Dados biográficos do escritor Humberto de Campos


1886 – 25 de outubro: Nasce em Miritiba, Província do Maranhão, Humberto de Campos Veras, filho do comerciante Joaquim de Farias Veras e de Dona Ana de Campos Veras.
1893 – Em companhia da mãe, já viúva, visita São Luís. Muda-se, neste mesmo ano, para Parnaíba (Piauí).
1894 – Matricula-se na escola primária de Sinhá Raposo, em Parnaíba, transferindo-se, depois, para a escola de Dona Marocas.
1898 – Começa a trabalhar, para auxílio da mãe e da irmã menor, na loja do tio Emídio Veras.
1899 – Vai trabalhar como aprendiz de tipógrafo nas modestas oficinas de “O Comercial”, semanário de Parnaíba, sob a orientação do mestre Floriano Serpa.
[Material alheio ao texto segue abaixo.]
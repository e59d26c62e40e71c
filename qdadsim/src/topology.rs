//! Radio neighborhoods: which simulated nodes can hear each other.

use hashbrown::HashMap;
use qdad::Duration;

use crate::event::SimId;

/// Properties of a radio link between two nodes.
#[derive(Debug, Clone)]
pub struct Link {
    /// Probability that a single frame is lost (0.0 to 1.0).
    pub loss_rate: f64,
    /// One-hop delivery delay.
    pub delay: Duration,
    /// Whether the link is currently up.
    pub active: bool,
}

impl Default for Link {
    fn default() -> Self {
        Self {
            loss_rate: 0.0,
            delay: Duration::from_millis(1),
            active: true,
        }
    }
}

impl Link {
    pub fn new() -> Self {
        Self::default()
    }

    pub fn with_loss_rate(mut self, rate: f64) -> Self {
        self.loss_rate = rate.clamp(0.0, 1.0);
        self
    }

    pub fn with_delay(mut self, delay: Duration) -> Self {
        self.delay = delay;
        self
    }

    pub fn with_active(mut self, active: bool) -> Self {
        self.active = active;
        self
    }
}

/// Symmetric connectivity between simulated nodes.
///
/// Broadcasts reach every node with an active link to the sender; nothing
/// else is reachable in one hop.
#[derive(Debug, Clone, Default)]
pub struct Topology {
    links: HashMap<(SimId, SimId), Link>,
}

impl Topology {
    pub fn new() -> Self {
        Self::default()
    }

    /// Every node hears every other node.
    pub fn fully_connected(nodes: &[SimId]) -> Self {
        let mut topo = Self::new();
        for (i, &a) in nodes.iter().enumerate() {
            for &b in &nodes[i + 1..] {
                topo.add_link(a, b, Link::default());
            }
        }
        topo
    }

    /// A line: each node only hears its predecessor and successor.
    pub fn chain(nodes: &[SimId]) -> Self {
        let mut topo = Self::new();
        for pair in nodes.windows(2) {
            topo.add_link(pair[0], pair[1], Link::default());
        }
        topo
    }

    /// First node is the hub; spokes only hear the hub.
    pub fn star(nodes: &[SimId]) -> Self {
        let mut topo = Self::new();
        if let Some((&hub, spokes)) = nodes.split_first() {
            for &spoke in spokes {
                topo.add_link(hub, spoke, Link::default());
            }
        }
        topo
    }

    /// Unit-disk graph over seeded positions in the unit square.
    ///
    /// Nodes within `radius` of each other are linked. If that leaves the
    /// graph split, the shortest bridging edges are added until every node
    /// is reachable from the first one.
    pub fn unit_disk(nodes: &[SimId], seed: u64, radius: f64) -> Self {
        let mut topo = Self::new();
        let positions = scatter(nodes.len(), seed);
        let distance = |i: usize, j: usize| {
            let dx = positions[i].0 - positions[j].0;
            let dy = positions[i].1 - positions[j].1;
            (dx * dx + dy * dy).sqrt()
        };

        for i in 0..nodes.len() {
            for j in i + 1..nodes.len() {
                if distance(i, j) <= radius {
                    topo.add_link(nodes[i], nodes[j], Link::default());
                }
            }
        }

        // Grow the component around node 0, bridging to the nearest outsider
        // whenever it stops growing.
        loop {
            let reached = topo.reachable_from(nodes, 0);
            let (inside, outside): (Vec<usize>, Vec<usize>) =
                (0..nodes.len()).partition(|&i| reached[i]);
            let outside = &outside;
            let bridge = inside
                .iter()
                .flat_map(|&i| outside.iter().map(move |&j| (i, j)))
                .min_by(|&(a, b), &(c, d)| distance(a, b).total_cmp(&distance(c, d)));

            match bridge {
                Some((i, j)) => topo.add_link(nodes[i], nodes[j], Link::default()),
                None => break,
            }
        }

        topo
    }

    /// Unit-disk graph with a radius sized for about five neighbors per node.
    pub fn unit_disk_adaptive(nodes: &[SimId], seed: u64) -> Self {
        Self::unit_disk(nodes, seed, adaptive_radius(nodes.len()))
    }

    /// Add (or replace) the link between `a` and `b`.
    pub fn add_link(&mut self, a: SimId, b: SimId, link: Link) {
        self.links.insert(Self::key(a, b), link);
    }

    pub fn get_link(&self, a: SimId, b: SimId) -> Option<&Link> {
        self.links.get(&Self::key(a, b))
    }

    pub fn get_link_mut(&mut self, a: SimId, b: SimId) -> Option<&mut Link> {
        self.links.get_mut(&Self::key(a, b))
    }

    /// A link exists and is up.
    pub fn is_connected(&self, a: SimId, b: SimId) -> bool {
        self.get_link(a, b).is_some_and(|link| link.active)
    }

    /// Nodes that hear `node` right now, in ascending order.
    pub fn neighbors(&self, node: SimId) -> Vec<SimId> {
        let mut result: Vec<SimId> = self
            .links
            .iter()
            .filter(|(_, link)| link.active)
            .filter_map(|(&(a, b), _)| {
                if a == node {
                    Some(b)
                } else if b == node {
                    Some(a)
                } else {
                    None
                }
            })
            .collect();
        result.sort_unstable();
        result
    }

    /// Take down every link whose ends sit in different groups.
    ///
    /// Nodes not listed in any group count as one extra group of their own.
    pub fn partition(&mut self, groups: &[Vec<SimId>]) {
        let group_of = |id: SimId| groups.iter().position(|g| g.contains(&id));
        for (&(a, b), link) in self.links.iter_mut() {
            if group_of(a) != group_of(b) {
                link.active = false;
            }
        }
    }

    /// Bring every link back up.
    pub fn heal(&mut self) {
        for link in self.links.values_mut() {
            link.active = true;
        }
    }

    pub fn set_global_loss_rate(&mut self, rate: f64) {
        let rate = rate.clamp(0.0, 1.0);
        for link in self.links.values_mut() {
            link.loss_rate = rate;
        }
    }

    pub fn set_global_delay(&mut self, delay: Duration) {
        for link in self.links.values_mut() {
            link.delay = delay;
        }
    }

    pub fn link_count(&self) -> usize {
        self.links.len()
    }

    fn key(a: SimId, b: SimId) -> (SimId, SimId) {
        (a.min(b), a.max(b))
    }

    /// Which of `nodes` (by index) can be reached from `nodes[start]`.
    fn reachable_from(&self, nodes: &[SimId], start: usize) -> Vec<bool> {
        let mut reached = vec![false; nodes.len()];
        if nodes.is_empty() {
            return reached;
        }
        let mut stack = vec![start];
        reached[start] = true;
        while let Some(i) = stack.pop() {
            for j in 0..nodes.len() {
                if !reached[j] && self.is_connected(nodes[i], nodes[j]) {
                    reached[j] = true;
                    stack.push(j);
                }
            }
        }
        reached
    }
}

/// Seeded points in the unit square.
fn scatter(count: usize, seed: u64) -> Vec<(f64, f64)> {
    let mut state = seed;
    let mut next = move || {
        state = state.wrapping_mul(1103515245).wrapping_add(12345);
        ((state >> 16) & 0x7FFF) as f64 / 32767.0
    };
    (0..count).map(|_| (next(), next())).collect()
}

/// r = sqrt(k / ((n - 1) * pi)) for k = 5 expected neighbors, clamped.
pub(crate) fn adaptive_radius(num_nodes: usize) -> f64 {
    if num_nodes <= 1 {
        return 0.5;
    }
    let n = num_nodes as f64;
    (5.0 / ((n - 1.0) * core::f64::consts::PI))
        .sqrt()
        .clamp(0.15, 0.70)
}

#[cfg(test)]
mod tests {
    use super::*;

    fn ids(count: usize) -> Vec<SimId> {
        (0..count).collect()
    }

    fn all_reachable(topo: &Topology, nodes: &[SimId]) -> bool {
        topo.reachable_from(nodes, 0).iter().all(|&r| r)
    }

    #[test]
    fn test_chain_links_only_adjacent_nodes() {
        let nodes = ids(4);
        let topo = Topology::chain(&nodes);

        assert!(topo.is_connected(0, 1));
        assert!(topo.is_connected(2, 1));
        assert!(topo.is_connected(2, 3));
        assert!(!topo.is_connected(0, 2));
        assert_eq!(topo.neighbors(1), [0, 2]);
        assert_eq!(topo.neighbors(3), [2]);
    }

    #[test]
    fn test_star_spokes_only_hear_hub() {
        let topo = Topology::star(&ids(4));

        assert_eq!(topo.neighbors(0), [1, 2, 3]);
        assert_eq!(topo.neighbors(2), [0]);
        assert!(!topo.is_connected(1, 3));
    }

    #[test]
    fn test_partition_and_heal() {
        let mut topo = Topology::fully_connected(&ids(4));
        topo.partition(&[vec![0, 1], vec![2, 3]]);

        assert!(topo.is_connected(0, 1));
        assert!(topo.is_connected(2, 3));
        assert!(!topo.is_connected(1, 2));
        assert_eq!(topo.neighbors(0), [1]);

        topo.heal();
        assert_eq!(topo.neighbors(0), [1, 2, 3]);
    }

    #[test]
    fn test_partition_unlisted_nodes_form_own_group() {
        let mut topo = Topology::fully_connected(&ids(3));
        topo.partition(&[vec![0]]);

        assert!(!topo.is_connected(0, 1));
        assert!(topo.is_connected(1, 2));
    }

    #[test]
    fn test_unit_disk_is_connected_and_deterministic() {
        let nodes = ids(20);
        let a = Topology::unit_disk(&nodes, 42, 0.3);
        let b = Topology::unit_disk(&nodes, 42, 0.3);

        assert!(all_reachable(&a, &nodes));
        for i in 0..nodes.len() {
            assert_eq!(a.neighbors(i), b.neighbors(i));
        }
    }

    #[test]
    fn test_unit_disk_tiny_radius_bridged() {
        let nodes = ids(10);
        let topo = Topology::unit_disk(&nodes, 7, 0.01);

        assert!(all_reachable(&topo, &nodes));
        // A spanning tree needs exactly n - 1 bridges when nothing is in range
        assert!(topo.link_count() >= nodes.len() - 1);
    }

    #[test]
    fn test_adaptive_radius_bounds() {
        assert!((adaptive_radius(2) - 0.70).abs() < 0.01);
        assert!(adaptive_radius(100) < adaptive_radius(5));
        assert!((adaptive_radius(1000) - 0.15).abs() < 0.01);
    }

    #[test]
    fn test_global_link_settings() {
        let mut topo = Topology::chain(&ids(3));
        topo.set_global_loss_rate(1.5);
        topo.set_global_delay(Duration::from_millis(20));

        let link = topo.get_link(1, 0).cloned().unwrap_or_default();
        assert_eq!(link.loss_rate, 1.0);
        assert_eq!(link.delay, Duration::from_millis(20));
    }
}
1900 – 18 de maio: Parte sozinho para São Luís à procura de emprego, trabalhando como aprendiz de tipógrafo e, mais tarde, como auxiliar da “Casa Transmontana”, armazém de secos e molhados do português José Dias de Matos, “seu Zé”.
1901 – agosto: Volta a Parnaíba onde se emprega novamente na loja do tio Emídio Veras e começa a ler desesperadamente.
1903 – Muda-se para Belém do Pará, empregando-se no escritório da firma Montenegro & Cia. Viaja pelos seringais. Começa a colaboração na imprensa paraense em forma de correspondência.
1908 – É nomeado Secretário da Prefeitura de Belém, depois de ter ingressado no corpo redatorial de “A Província do Pará”.
1911 – Publica seu primeiro livro: “Poeira” (poesia).
1912 – Forçado por acontecimentos políticos, muda-se para o Rio de Janeiro, onde ingressa na imprensa.
1913 – Casa-se com Dona Catarina Vergolino, moça de Belém, por procuração.
1918 – Publica seu primeiro livro de crônicas: “Da Seara de Booz”.
1919 – Publica um livro de contos humorísticos: “Vale de Josafá”.
1920 – Toma posse na Academia Brasileira de Letras, em substituição a Emílio de Menezes.
1923 – A partir deste ano, publica um, dois e até três livros anualmente, até o ano de 1926.
1927 – É eleito Deputado Federal pelo Maranhão. Reeleito em 1929, perde o mandato em 1930, em face da Revolução.
1931 – Nomeado Inspetor Federal de Ensino e, neste mesmo ano, Diretor interino da “Casa de Rui Barbosa”.
1934 – 5 de dezembro: morre no Rio de Janeiro, na Casa de Saúde Dr. Eiras, ao submeter-se a cirurgia.

Fonte bibliográfica: Humberto de Campos – textos escolhidos. Por João Clímaco Bezerra. Coleção Nossos Clássicos. Direção de Alceu Amoroso Lima, Roberto Alvim Correa e Jorge de Sena. Livraria Agir Editora, Rio de Janeiro, 1979.